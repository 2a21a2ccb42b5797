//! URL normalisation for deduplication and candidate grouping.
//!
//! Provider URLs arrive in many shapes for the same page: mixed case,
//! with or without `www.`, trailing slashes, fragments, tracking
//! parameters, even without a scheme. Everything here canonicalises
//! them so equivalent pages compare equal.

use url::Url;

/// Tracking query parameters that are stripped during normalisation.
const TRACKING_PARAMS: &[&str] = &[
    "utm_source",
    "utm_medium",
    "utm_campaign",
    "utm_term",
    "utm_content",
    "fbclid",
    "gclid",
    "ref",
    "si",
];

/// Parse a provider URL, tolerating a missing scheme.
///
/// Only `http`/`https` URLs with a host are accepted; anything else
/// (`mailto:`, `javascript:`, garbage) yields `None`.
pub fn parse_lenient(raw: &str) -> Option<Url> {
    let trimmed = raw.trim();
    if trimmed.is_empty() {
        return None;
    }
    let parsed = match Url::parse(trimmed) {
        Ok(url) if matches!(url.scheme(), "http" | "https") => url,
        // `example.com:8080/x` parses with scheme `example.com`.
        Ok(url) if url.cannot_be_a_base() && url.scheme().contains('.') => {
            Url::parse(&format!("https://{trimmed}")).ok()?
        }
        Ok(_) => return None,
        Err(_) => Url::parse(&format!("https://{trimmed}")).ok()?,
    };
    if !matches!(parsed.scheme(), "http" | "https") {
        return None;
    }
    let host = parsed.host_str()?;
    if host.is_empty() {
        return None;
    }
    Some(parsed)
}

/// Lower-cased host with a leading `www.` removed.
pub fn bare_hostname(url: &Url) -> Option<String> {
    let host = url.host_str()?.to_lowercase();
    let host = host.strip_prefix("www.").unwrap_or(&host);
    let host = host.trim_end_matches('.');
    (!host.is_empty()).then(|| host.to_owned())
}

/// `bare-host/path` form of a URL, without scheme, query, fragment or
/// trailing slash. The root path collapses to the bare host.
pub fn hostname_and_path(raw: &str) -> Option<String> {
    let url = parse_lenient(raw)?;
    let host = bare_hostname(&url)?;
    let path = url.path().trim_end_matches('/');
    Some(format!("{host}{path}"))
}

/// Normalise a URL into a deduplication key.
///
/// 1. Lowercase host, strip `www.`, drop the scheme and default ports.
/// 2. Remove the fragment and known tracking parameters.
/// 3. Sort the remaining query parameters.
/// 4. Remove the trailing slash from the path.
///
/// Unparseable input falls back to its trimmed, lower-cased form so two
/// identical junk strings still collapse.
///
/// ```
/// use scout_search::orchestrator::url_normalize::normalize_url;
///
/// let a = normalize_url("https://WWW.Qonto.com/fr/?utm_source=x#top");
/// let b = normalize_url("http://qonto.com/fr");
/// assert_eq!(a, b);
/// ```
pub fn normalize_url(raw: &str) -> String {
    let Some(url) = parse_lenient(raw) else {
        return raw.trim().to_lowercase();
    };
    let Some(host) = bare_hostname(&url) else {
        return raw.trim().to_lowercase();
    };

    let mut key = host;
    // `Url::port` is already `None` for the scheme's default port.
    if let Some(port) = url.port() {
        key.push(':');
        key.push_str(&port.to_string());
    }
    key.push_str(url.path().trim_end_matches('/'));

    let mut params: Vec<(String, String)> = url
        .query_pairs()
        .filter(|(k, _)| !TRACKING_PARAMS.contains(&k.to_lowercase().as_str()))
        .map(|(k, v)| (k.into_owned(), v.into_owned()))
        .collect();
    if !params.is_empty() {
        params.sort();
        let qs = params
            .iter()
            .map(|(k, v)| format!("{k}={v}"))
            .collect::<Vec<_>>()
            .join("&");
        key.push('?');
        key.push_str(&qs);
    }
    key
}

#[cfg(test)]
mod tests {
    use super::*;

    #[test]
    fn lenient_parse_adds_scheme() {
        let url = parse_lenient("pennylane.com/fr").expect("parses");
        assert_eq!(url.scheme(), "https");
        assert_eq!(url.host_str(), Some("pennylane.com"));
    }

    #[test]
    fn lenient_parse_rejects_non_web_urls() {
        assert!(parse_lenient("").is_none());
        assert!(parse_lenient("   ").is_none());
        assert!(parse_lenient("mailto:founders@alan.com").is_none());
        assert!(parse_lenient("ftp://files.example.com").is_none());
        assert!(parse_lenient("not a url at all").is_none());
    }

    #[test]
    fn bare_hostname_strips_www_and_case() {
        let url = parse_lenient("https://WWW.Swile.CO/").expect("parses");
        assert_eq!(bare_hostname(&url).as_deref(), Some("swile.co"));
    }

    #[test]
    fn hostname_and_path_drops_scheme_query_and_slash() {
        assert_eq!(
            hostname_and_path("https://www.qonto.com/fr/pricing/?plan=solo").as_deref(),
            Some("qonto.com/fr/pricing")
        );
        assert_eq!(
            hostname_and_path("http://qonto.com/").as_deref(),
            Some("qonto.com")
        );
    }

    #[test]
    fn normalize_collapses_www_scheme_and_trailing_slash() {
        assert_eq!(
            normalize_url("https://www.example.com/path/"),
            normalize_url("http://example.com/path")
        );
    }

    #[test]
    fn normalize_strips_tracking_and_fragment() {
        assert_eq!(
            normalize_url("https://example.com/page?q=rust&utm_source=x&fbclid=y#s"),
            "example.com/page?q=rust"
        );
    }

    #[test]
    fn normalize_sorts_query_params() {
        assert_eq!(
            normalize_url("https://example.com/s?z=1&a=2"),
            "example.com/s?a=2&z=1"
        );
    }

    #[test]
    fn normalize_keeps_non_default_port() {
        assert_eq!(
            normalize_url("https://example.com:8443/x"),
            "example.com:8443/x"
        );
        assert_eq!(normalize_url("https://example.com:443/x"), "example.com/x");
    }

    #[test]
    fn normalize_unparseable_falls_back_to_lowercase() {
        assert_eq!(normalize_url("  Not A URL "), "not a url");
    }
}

______________________________

Exercise description:
Using the entries above, tally every line that holds the word "Some". Answer with that number only.

Solution for this problem:
9